Almost as though he read his father's mind, Dean smiled. That familiar sweet curve of his son's full lips on this exquisite, demonic face hurt.

Then Dean reached out and carefully placed a familiar amulet of protection over his father's head. Then he tucked something heavy snugly inside his jacket, into the hidden holster sewn there. Still gazing into his father's eyes, Dean gave him another smile, tenderly straightened the collar of his jacket, hands lingering for a long moment. Then he stood away, eyes sad.

Hands carefully raised John to his feet, turning him to face the crowd. Numbly he stared at the thousands of hungry, avid eyes that regarded him so greedily. Greedy for what? Behind him Dean hissed out a single sibilant word, and, as one, the entire court dropped hard and fast, and with faces to the floor, bowed low.

John stared. He had expected to be torn apart. He tried to turn back to the dais, but a cool hand on his shoulder stopped him.

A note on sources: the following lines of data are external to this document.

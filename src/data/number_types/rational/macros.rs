//! # Literals
//!
//! Shorthand for writing rational constants, mostly in tests.

/// Shorthand for creating a rational number in tests.
///
/// `RB!(n)` is `n/1`, `RB!(n, d)` is `n/d` as stored, without reduction.
///
/// # Panics
///
/// When the denominator is zero.
#[macro_export]
macro_rules! RB {
    ($value:expr) => {
        $crate::RationalBig::from($value)
    };
    ($numerator:expr, $denominator:expr) => {
        $crate::RationalBig::from_integer_ratio($numerator, $denominator)
            .expect("denominator should be nonzero")
    };
}
//! # Interactions with fixed size integers
use std::convert::From;
use std::ops::{Add, Mul};

use num::{BigInt, One};

use super::Big;

impl From<BigInt> for Big {
    fn from(value: BigInt) -> Self {
        Self {
            numerator: value,
            denominator: One::one(),
        }
    }
}

impl From<&BigInt> for Big {
    fn from(value: &BigInt) -> Self {
        Self::from(value.clone())
    }
}

macro_rules! define_interactions {
    ($t:ident) => {
        mod $t {
            use super::*;

            mod creation {
                use super::*;

                impl From<$t> for Big {
                    fn from(value: $t) -> Self {
                        Self::from(BigInt::from(value))
                    }
                }

                impl From<&$t> for Big {
                    fn from(value: &$t) -> Self {
                        Self::from(*value)
                    }
                }
            }

            mod compare {
                use super::*;

                impl PartialEq<$t> for Big {
                    fn eq(&self, other: &$t) -> bool {
                        let canonical = self.canonicalize();
                        canonical.denominator.is_one() && canonical.numerator == BigInt::from(*other)
                    }
                }
            }

            mod field {
                use super::*;

                mod add {
                    use super::*;

                    impl Add<&$t> for Big {
                        type Output = Self;

                        fn add(self, rhs: &$t) -> Self::Output {
                            let numerator = self.numerator + &self.denominator * BigInt::from(*rhs);
                            Self {
                                numerator,
                                denominator: self.denominator,
                            }
                        }
                    }

                    impl Add<&$t> for &Big {
                        type Output = Big;

                        fn add(self, rhs: &$t) -> Self::Output {
                            self.clone().add(rhs)
                        }
                    }
                }

                mod mul {
                    use super::*;

                    impl Mul<&$t> for Big {
                        type Output = Big;

                        fn mul(self, rhs: &$t) -> Self::Output {
                            Self {
                                numerator: self.numerator * BigInt::from(*rhs),
                                denominator: self.denominator,
                            }
                        }
                    }

                    impl Mul<&$t> for &Big {
                        type Output = Big;

                        fn mul(self, rhs: &$t) -> Self::Output {
                            self.clone().mul(rhs)
                        }
                    }
                }
            }
        }
    }
}

define_interactions!(i8);
define_interactions!(i16);
define_interactions!(i32);
define_interactions!(i64);
define_interactions!(i128);
define_interactions!(isize);
define_interactions!(u8);
define_interactions!(u16);
define_interactions!(u32);
define_interactions!(u64);
define_interactions!(u128);
define_interactions!(usize);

He found himself face to face with the Reaper. There was an oddly compassionate look in his eyes. John opened his mouth to question, but found he could not speak. He felt strangely disorientated, sick to his stomach--everything felt off. He tried to turn back to his sons, but caught only a final glimpse of them before everything faded to black.

**********************

John Winchester stood dazed at the center of a crossroads. It was a crisp spring morning and it had been raining. He heard the birds begin to sing in the trees, and the sun was glinting on the horizon. He could smell the wet new green of the plants in the fields surrounding him. A red-winged blackbird warbled out a silver thread of song. The mist felt like tears against his skin. He was free from hell.

He held his hands out palms up and raised his face to the sky, to the rain. He was alive. He felt something bump his ribcage and slowly he slid one hand inside his jacket and withdrew the Colt that his son had placed there. When he opened the chamber two inscribed silver bullets rolled into his calloused palm. He didn't have to read the names engraved there. He remembered everything, including the last glimpse of his sons in Hell.

Dean had stepped back to lean against the throne, arm around his brother's shoulders, and Sam slid one arm possessively around Dean's hips. For a moment the picture had wavered, replaced with the image of two smiling teenage boys sitting on the hood of a black Impala.

John Winchester raised his head to the morning sun and howled.

 

 _"The Mind is its own place, and it itself can make heaven of Hell, a hell of Heaven."_

 _\-- John Milton 1608-1674_


End file.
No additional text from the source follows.